Captum is the official PyTorch interpretability library from Meta. Its IntegratedGradients class supports batched integration, multiple baselines, and convergence diagnostics. Captum also includes LayerIntegratedGradients for attributing to intermediate layer activations. [25]
TensorFlow Saliency library (Google's PAIR team) provides a NumPy-based implementation that interoperates with TensorFlow models. It also includes XRAI, Blur IG, and Guided IG. [26]
Alibi is a Python library focused on machine learning explanation, with IntegratedGradients built on top of TensorFlow and Keras. [27]
SHAP library includes a GradientExplainer class that approximates IG by averaging gradients along a path between input and a sampled baseline from a background dataset.

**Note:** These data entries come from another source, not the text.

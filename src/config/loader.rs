use std::fs;
use std::path::{Path, PathBuf};

use reqwest::Url;
use thiserror::Error;

use crate::config::types::Config;

/// Errors that can occur when loading configuration.
#[derive(Debug, Error)]
pub enum ConfigError {
    #[error("Failed to read config file '{path}': {source}")]
    ReadError {
        path: PathBuf,
        #[source]
        source: std::io::Error,
    },

    #[error("Failed to parse config file '{path}': {source}")]
    ParseError {
        path: PathBuf,
        #[source]
        source: toml::de::Error,
    },

    #[error("Config validation failed: {message}")]
    ValidationError { message: String },
}

impl Config {
    /// Returns the path to the configuration file.
    ///
    /// Uses `~/.config/profile-sync/config.toml` on Unix/macOS, or the
    /// equivalent from `dirs::config_dir()`. Falls back to the current
    /// directory if no config dir is available.
    pub fn config_path() -> PathBuf {
        let config_dir = dirs::config_dir().unwrap_or_else(|| PathBuf::from("."));
        config_dir.join("profile-sync").join("config.toml")
    }

    /// Loads configuration from the default config file.
    pub fn load() -> Result<Self, ConfigError> {
        Self::load_from(&Self::config_path())
    }

    /// Loads configuration from `path`.
    ///
    /// A missing file yields `Config::default()`. An existing file must
    /// parse and validate.
    pub fn load_from(path: &Path) -> Result<Self, ConfigError> {
        if !path.exists() {
            return Ok(Config::default());
        }

        let content = fs::read_to_string(path).map_err(|e| ConfigError::ReadError {
            path: path.to_path_buf(),
            source: e,
        })?;

        let config: Config = toml::from_str(&content).map_err(|e| ConfigError::ParseError {
            path: path.to_path_buf(),
            source: e,
        })?;

        config.validate()?;
        Ok(config)
    }

    /// Validates the configuration.
    ///
    /// Checks:
    /// - The API base URL is an absolute http(s) URL
    /// - Timeouts are non-zero
    /// - The followers and following tabs are distinct
    pub fn validate(&self) -> Result<(), ConfigError> {
        let base_url = Url::parse(&self.api.base_url).map_err(|e| ConfigError::ValidationError {
            message: format!("Invalid API base URL '{}': {}", self.api.base_url, e),
        })?;

        if !matches!(base_url.scheme(), "http" | "https") {
            return Err(ConfigError::ValidationError {
                message: format!(
                    "API base URL must use http or https, got '{}'",
                    base_url.scheme()
                ),
            });
        }

        if self.api.timeout_seconds == 0 || self.api.connect_timeout_seconds == 0 {
            return Err(ConfigError::ValidationError {
                message: "Timeouts must be greater than zero".to_string(),
            });
        }

        if self.tabs.followers == self.tabs.following {
            return Err(ConfigError::ValidationError {
                message: format!(
                    "Followers and following tabs must differ (both are {})",
                    self.tabs.followers
                ),
            });
        }

        Ok(())
    }
}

It is similar to Expected Gradients in spirit. [6]
InterpretML (Microsoft) wraps several interpretability methods including IG-like approaches. [28]
All implementations share the same algorithm: take an input and a baseline, generate m interpolated inputs along the linear path, compute gradients at each, and combine them via a Riemann sum scaled by (x - x'). Differences arise in batching, layer-level attribution, and convergence diagnostics. For large transformers, layer-level IG is often more useful than input-level IG because token IDs have no natural baseline. Layer IG attributes to embedding outputs or attention activations, which admit natural zero baselines.